A landowner is relieved from liability "for inherent risks of engaging in a sport...when a consenting participant is aware of the risks; has an appreciation of the nature of the risks; and voluntarily assumes the risks (
Morgan v State of New York, 90 NY2d 471, 484 [1997]). Thus, "[a] person who elects to engage in a sport or recreational activity ‘consents to those commonly appreciated risks which are inherent in and arise out of the nature of the sport generally and flow from such participation' " (Huneau v Maple Ski Ridge, Inc., 17 AD3d 848, __ , 794 NYS2d 460, 461 [3d Dept 2005], quoting Morgan v State of New York, 90 NY2d at 484.
Here, claimant, by his own account, an experienced basketball player, admitted that he was aware he could be injured while playing the game and, indeed, was previously injured while playing basketball. Further, the Court determines that a depression around a water valve along the edge of an outdoor basketball court is not the type of defect that is a ‘ "dangerous condition over and above the usual dangers inherent in the activity' "
(Huneau v Maple Ski Ridge, Inc, 17 AD3d 848, __ , 794 NYS2d 460, 461 [3d Dept 2005], quoting Rios v Town of Colonie, 256 AD2d 900, 900 [3d Dept 1998]). As such, claimant has not established by a preponderance of the credible evidence (see Burgos v Aqueduct Realty Corp., 92 NY2d 544, 550 [1998]) that defendant breached its duty to him (see Morgan, 90 NY2d at 485).

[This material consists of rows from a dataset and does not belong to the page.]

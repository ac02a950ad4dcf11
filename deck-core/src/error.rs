//! Error types for deck operations.

use thiserror::Error;

use crate::grid::Axis;

/// Result type for deck operations.
pub type DeckResult<T> = Result<T, DeckError>;

/// Errors that can occur in deck operations.
#[derive(Debug, Error)]
pub enum DeckError {
    /// Element not found on the open slide.
    #[error("Element not found: {0}")]
    ElementNotFound(String),

    /// An element with this id already exists.
    #[error("Element id already in use: {0}")]
    DuplicateElementId(String),

    /// The id counter cannot advance any further.
    #[error("No element ids left for {0}")]
    IdsExhausted(&'static str),

    /// Element id is not usable.
    #[error("Invalid element id: {0}")]
    InvalidElementId(String),

    /// A grid span collapsed to zero or negative length after clamping.
    #[error("Invalid {axis} span {start}/{end}: end must be greater than start")]
    InvalidSpan {
        /// Axis of the rejected span.
        axis: Axis,
        /// Start line after clamping.
        start: i64,
        /// End line after clamping.
        end: i64,
    },

    /// A grid coordinate string could not be parsed.
    #[error("Malformed grid coordinate {0:?}: expected \"start/end\"")]
    MalformedSpan(String),

    /// A payload patch targeted an element of a different type.
    #[error("Element {id} is a {found}, not a {expected}")]
    TypeMismatch {
        /// Target element id.
        id: String,
        /// Type the patch applies to.
        expected: &'static str,
        /// Actual element type.
        found: &'static str,
    },

    /// Element exists but cannot be selected.
    #[error("Element {id} cannot be selected: {reason}")]
    NotSelectable {
        /// Target element id.
        id: String,
        /// Why, e.g. `locked`.
        reason: &'static str,
    },

    /// Invalid element operation.
    #[error("Invalid operation on element: {0}")]
    InvalidOperation(String),

    /// Snapshot serialization/deserialization error.
    #[error("Serialization error: {0}")]
    Serialization(#[from] serde_json::Error),
}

With respect to claimant's second cause of action, the Court is likewise unpersuaded. To establish a medical malpractice claim, a party "must prove, by a preponderance of the evidence, a deviation or departure from accepted medical practice and that such departure was a substantial factor in producing [claimant's] injuries" (
Valentine v Lopez, 283 AD2d 739, 741 [3d Dept 2001]). Further, "expert medical opinion is required to demonstrate merit as to matters not within the ordinary experience and knowledge of laypersons" (Quigley v Jabbur, 124 AD2d 398, 399 [3d Dept 1986]). Here, claimant offers no evidence, expert or otherwise, that his treatment deviated from acceptable medical practice. Additionally, while claimant testified that he did not receive X-rays until five days after the incident or that he did not receive a cast for 20 days after his injury, he offers no expert opinion that this exacerbated his injury. Accordingly, claimant has also failed to carry his burden of proof on this cause of action.

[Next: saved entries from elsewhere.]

#[cfg(test)]
mod tests {
    use super::*;
    use crate::template::{SlotDefinition, Template};
    use crate::theme::Theme;

    fn props(entries: &[(&str, &str)]) -> StyleProperties {
        entries
            .iter()
            .map(|(k, v)| ((*k).to_string(), (*v).to_string()))
            .collect()
    }

    /// Synthetic registries so the tests do not depend on bundled data.
    fn resolver() -> StyleResolver {
        let templates = TemplateRegistry::new(vec![
            Template {
                id: "T1-test".to_string(),
                name: "Test".to_string(),
                slots: vec![SlotDefinition {
                    name: "title".to_string(),
                    position: Position::parse("2/4", "3/31").expect("pos"),
                    style: Some(props(&[("font-size", "50px"), ("letter-spacing", "1px")])),
                    default_content: Some("Title".to_string()),
                }],
            },
            Template {
                id: "H9-test".to_string(),
                name: "Hero".to_string(),
                slots: vec![SlotDefinition {
                    name: "title".to_string(),
                    position: Position::parse("7/11", "3/31").expect("pos"),
                    style: None,
                    default_content: None,
                }],
            },
        ]);
        let mut standard = BTreeMap::new();
        standard.insert(
            "title".to_string(),
            props(&[("color", "navy"), ("font-size", "40px")]),
        );
        let themes = ThemeRegistry::new(
            vec![
                Theme {
                    id: "base".to_string(),
                    name: "Base".to_string(),
                    standard,
                    hero: BTreeMap::new(),
                },
                Theme {
                    id: "alt".to_string(),
                    name: "Alt".to_string(),
                    standard: BTreeMap::new(),
                    hero: BTreeMap::new(),
                },
            ],
            "base",
        );
        StyleResolver::new(Arc::new(templates), Arc::new(themes))
    }

    fn request<'a>(
        slot: &'a str,
        theme_id: &'a str,
        overrides: &'a ThemeOverrides,
        inline: &'a StyleProperties,
    ) -> StyleRequest<'a> {
        StyleRequest {
            template_id: "T1-test",
            slot,
            theme_id,
            overrides,
            inline,
        }
    }

    #[test]
    fn test_profile_for_template() {
        assert_eq!(Profile::for_template("H1-generated"), Profile::Hero);
        assert_eq!(Profile::for_template("H3"), Profile::Hero);
        assert_eq!(Profile::for_template("Hero-like"), Profile::Standard);
        assert_eq!(Profile::for_template("C1-text"), Profile::Standard);
        assert_eq!(Profile::for_template(""), Profile::Standard);
    }

    #[test]
    fn test_layers_apply_in_order() {
        let resolver = resolver();
        let overrides = ThemeOverrides {
            global: props(&[("color", "crimson")]),
            slots: BTreeMap::new(),
        };
        let inline = props(&[("font-weight", "900")]);
        let style = resolver.resolve(&request("title", "base", &overrides, &inline));

        // Template (layer 3) beats theme (layer 2) and profile (layer 1).
        assert_eq!(style.properties["font-size"], "50px");
        assert_eq!(style.sources["font-size"], CascadeLayer::Template);
        // Presentation (layer 4) beats theme.
        assert_eq!(style.properties["color"], "crimson");
        assert_eq!(style.sources["color"], CascadeLayer::Presentation);
        // Inline (layer 5) beats profile.
        assert_eq!(style.properties["font-weight"], "900");
        assert_eq!(style.sources["font-weight"], CascadeLayer::Inline);
        // Disjoint properties accumulate.
        assert_eq!(style.properties["letter-spacing"], "1px");
        assert_eq!(style.properties["line-height"], "1.2");
        assert_eq!(style.sources["line-height"], CascadeLayer::ProfileDefault);
    }

    #[test]
    fn test_slot_override_applies_after_global() {
        let resolver = resolver();
        let mut slots = BTreeMap::new();
        slots.insert("title".to_string(), props(&[("color", "gold")]));
        let overrides = ThemeOverrides {
            global: props(&[("color", "crimson")]),
            slots,
        };
        let inline = StyleProperties::new();
        let style = resolver.resolve(&request("title", "base", &overrides, &inline));
        assert_eq!(style.properties["color"], "gold");
    }

    #[test]
    fn test_unknown_theme_falls_back() {
        let resolver = resolver();
        let overrides = ThemeOverrides::default();
        let inline = StyleProperties::new();
        let style = resolver.resolve(&request("title", "nope", &overrides, &inline));
        assert_eq!(style.properties["color"], "navy");
        assert_eq!(style.sources["color"], CascadeLayer::Theme);
    }

    #[test]
    fn test_resolution_is_deterministic() {
        let resolver = resolver();
        let overrides = ThemeOverrides::default();
        let inline = props(&[("color", "teal")]);
        let first = resolver.resolve(&request("title", "base", &overrides, &inline));
        let second = resolver.resolve(&request("title", "base", &overrides, &inline));
        assert_eq!(first, second);
    }

    #[test]
    fn test_inline_change_touches_only_overridden_properties() {
        let resolver = resolver();
        let overrides = ThemeOverrides::default();
        let none = StyleProperties::new();
        let inline = props(&[("color", "teal")]);

        let baseline = resolver.resolve(&request("title", "base", &overrides, &none));
        let styled = resolver.resolve(&request("title", "base", &overrides, &inline));

        assert_eq!(styled.properties["color"], "teal");
        for (name, value) in &baseline.properties {
            if name != "color" {
                assert_eq!(styled.properties.get(name), Some(value), "{name} changed");
            }
        }
        assert_eq!(styled.properties.len(), baseline.properties.len());
    }

    #[test]
    fn test_hero_profile_defaults() {
        let resolver = resolver();
        let overrides = ThemeOverrides::default();
        let inline = StyleProperties::new();
        let style = resolver.resolve(&StyleRequest {
            template_id: "H9-test",
            slot: "title",
            theme_id: "alt",
            overrides: &overrides,
            inline: &inline,
        });
        assert_eq!(style.profile, Profile::Hero);
        assert_eq!(style.properties["font-size"], "72px");
        assert_eq!(style.properties["text-align"], "center");
    }

    #[test]
    fn test_position_comes_from_template_only() {
        let resolver = resolver();
        assert_eq!(
            resolver.resolve_position("T1-test", "title"),
            Some(Position::parse("2/4", "3/31").expect("pos"))
        );
        assert_eq!(resolver.resolve_position("T1-test", "body"), None);
        assert_eq!(resolver.resolve_position("missing", "title"), None);
    }

    #[test]
    fn test_resolve_template() {
        let resolver = resolver();
        let mut inline = BTreeMap::new();
        inline.insert("title".to_string(), props(&[("color", "lime")]));
        let slots =
            resolver.resolve_template("T1-test", "base", &ThemeOverrides::default(), &inline);
        assert_eq!(slots.len(), 1);
        assert_eq!(slots[0].name, "title");
        assert_eq!(slots[0].style.properties["color"], "lime");
        assert_eq!(slots[0].default_content.as_deref(), Some("Title"));

        assert!(resolver
            .resolve_template("missing", "base", &ThemeOverrides::default(), &inline)
            .is_empty());
    }

    #[test]
    fn test_unknown_template_still_gets_profile_and_theme() {
        let resolver = resolver();
        let overrides = ThemeOverrides::default();
        let inline = StyleProperties::new();
        let style = resolver.resolve(&StyleRequest {
            template_id: "Z0-missing",
            slot: "title",
            theme_id: "base",
            overrides: &overrides,
            inline: &inline,
        });
        assert_eq!(style.properties["font-size"], "40px");
        assert_eq!(style.sources["font-size"], CascadeLayer::Theme);
    }
}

Inasmuch as claimant has failed to demonstrate by a preponderance of the credible evidence that defendant was negligent or committed medical malpractice, his claim is dismissed. All motions not heretofore ruled upon are denied.

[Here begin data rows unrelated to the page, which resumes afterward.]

//! Snapshot storage collaborators.
//!
//! The editor only needs to save and load one slide snapshot at a time.
//! [`MemoryStore`] keeps snapshots in process; [`FileStore`] writes one JSON
//! file per slide under a data directory.

use std::collections::HashMap;
use std::path::{Path, PathBuf};
use std::sync::atomic::{AtomicUsize, Ordering};
use std::sync::{PoisonError, RwLock};

use async_trait::async_trait;
use deck_core::{DeckError, SlideSnapshot};

/// Errors raised by snapshot stores.
#[derive(Debug, thiserror::Error)]
pub enum PersistenceError {
    /// An I/O error occurred during persistence.
    #[error("IO error: {0}")]
    Io(#[from] std::io::Error),
    /// A snapshot could not be serialized or parsed.
    #[error(transparent)]
    Serialization(#[from] DeckError),
    /// The backend refused the write.
    #[error("Storage unavailable: {0}")]
    Unavailable(String),
}

/// Durable storage for per-slide snapshots.
#[async_trait]
pub trait SnapshotStore: Send + Sync {
    /// Load a slide's snapshot, or `None` if it was never saved.
    async fn load(
        &self,
        presentation_id: &str,
        slide_index: usize,
    ) -> Result<Option<SlideSnapshot>, PersistenceError>;

    /// Replace a slide's snapshot.
    async fn save(
        &self,
        presentation_id: &str,
        slide_index: usize,
        snapshot: &SlideSnapshot,
    ) -> Result<(), PersistenceError>;
}

/// In-process store. Clones of the snapshots are kept per slide.
#[derive(Debug, Default)]
pub struct MemoryStore {
    slides: RwLock<HashMap<(String, usize), SlideSnapshot>>,
    saves: AtomicUsize,
}

impl MemoryStore {
    /// Create an empty store.
    #[must_use]
    pub fn new() -> Self {
        Self::default()
    }

    /// Number of successful saves so far.
    #[must_use]
    pub fn save_count(&self) -> usize {
        self.saves.load(Ordering::SeqCst)
    }

    /// Current snapshot of a slide.
    #[must_use]
    pub fn get(&self, presentation_id: &str, slide_index: usize) -> Option<SlideSnapshot> {
        self.slides
            .read()
            .unwrap_or_else(PoisonError::into_inner)
            .get(&(presentation_id.to_string(), slide_index))
            .cloned()
    }

    /// Seed a slide's snapshot without counting it as a save.
    pub fn insert(&self, presentation_id: &str, slide_index: usize, snapshot: SlideSnapshot) {
        self.slides
            .write()
            .unwrap_or_else(PoisonError::into_inner)
            .insert((presentation_id.to_string(), slide_index), snapshot);
    }
}

#[async_trait]
impl SnapshotStore for MemoryStore {
    async fn load(
        &self,
        presentation_id: &str,
        slide_index: usize,
    ) -> Result<Option<SlideSnapshot>, PersistenceError> {
        Ok(self.get(presentation_id, slide_index))
    }

    async fn save(
        &self,
        presentation_id: &str,
        slide_index: usize,
        snapshot: &SlideSnapshot,
    ) -> Result<(), PersistenceError> {
        self.insert(presentation_id, slide_index, snapshot.clone());
        self.saves.fetch_add(1, Ordering::SeqCst);
        Ok(())
    }
}

/// One JSON file per slide: `<data_dir>/<presentation>/slide-<n>.json`.
#[derive(Debug, Clone)]
pub struct FileStore {
    data_dir: PathBuf,
}

impl FileStore {
    /// Create a store rooted at `data_dir`. The directory is created if it
    /// doesn't exist.
    ///
    /// # Errors
    ///
    /// Returns [`PersistenceError::Io`] if the directory cannot be created.
    pub async fn new(data_dir: impl Into<PathBuf>) -> Result<Self, PersistenceError> {
        let data_dir = data_dir.into();
        tokio::fs::create_dir_all(&data_dir).await?;
        Ok(Self { data_dir })
    }

    /// Root directory.
    #[must_use]
    pub fn data_dir(&self) -> &Path {
        &self.data_dir
    }

    fn slide_path(&self, presentation_id: &str, slide_index: usize) -> PathBuf {
        self.data_dir
            .join(sanitize_filename(presentation_id))
            .join(format!("slide-{slide_index}.json"))
    }
}

#[async_trait]
impl SnapshotStore for FileStore {
    async fn load(
        &self,
        presentation_id: &str,
        slide_index: usize,
    ) -> Result<Option<SlideSnapshot>, PersistenceError> {
        let path = self.slide_path(presentation_id, slide_index);
        let contents = match tokio::fs::read_to_string(&path).await {
            Ok(contents) => contents,
            Err(e) if e.kind() == std::io::ErrorKind::NotFound => return Ok(None),
            Err(e) => return Err(e.into()),
        };
        Ok(Some(SlideSnapshot::from_json(&contents)?))
    }

    async fn save(
        &self,
        presentation_id: &str,
        slide_index: usize,
        snapshot: &SlideSnapshot,
    ) -> Result<(), PersistenceError> {
        let path = self.slide_path(presentation_id, slide_index);
        if let Some(parent) = path.parent() {
            tokio::fs::create_dir_all(parent).await?;
        }
        let json = snapshot.to_json()?;
        // Write then rename so readers never see a partial file.
        let tmp = path.with_extension("json.tmp");
        tokio::fs::write(&tmp, json).await?;
        tokio::fs::rename(&tmp, &path).await?;
        tracing::debug!(path = %path.display(), "snapshot written");
        Ok(())
    }
}

/// Sanitize a presentation ID for use as a directory name.
///
/// Replaces any character that is not alphanumeric, `-`, or `_` with `_`.
fn sanitize_filename(presentation_id: &str) -> String {
    let sanitized: String = presentation_id
        .chars()
        .map(|c| {
            if c.is_ascii_alphanumeric() || c == '-' || c == '_' {
                c
            } else {
                '_'
            }
        })
        .collect();
    if sanitized.is_empty() {
        "_".to_string()
    } else {
        sanitized
    }
}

Let judgment be entered accordingly.

June 15, 2005
Albany, New York

Judge of the Court of Claims

[1]Unless otherwise indicated, all page references are to the trial transcript filed on March 29, 2005.
[2]Claimant testified that he could not recall whether he broke his foot or ankle [19].
[3]During the trial, defendant objected to this statement and the Court reserved. The Court now sustains the objection as the statement is offered for its truth and is, therefore, inadmissible hearsay (Hasbrouck v Caedo, 296 AD2d 740 [3d Dept 2002]).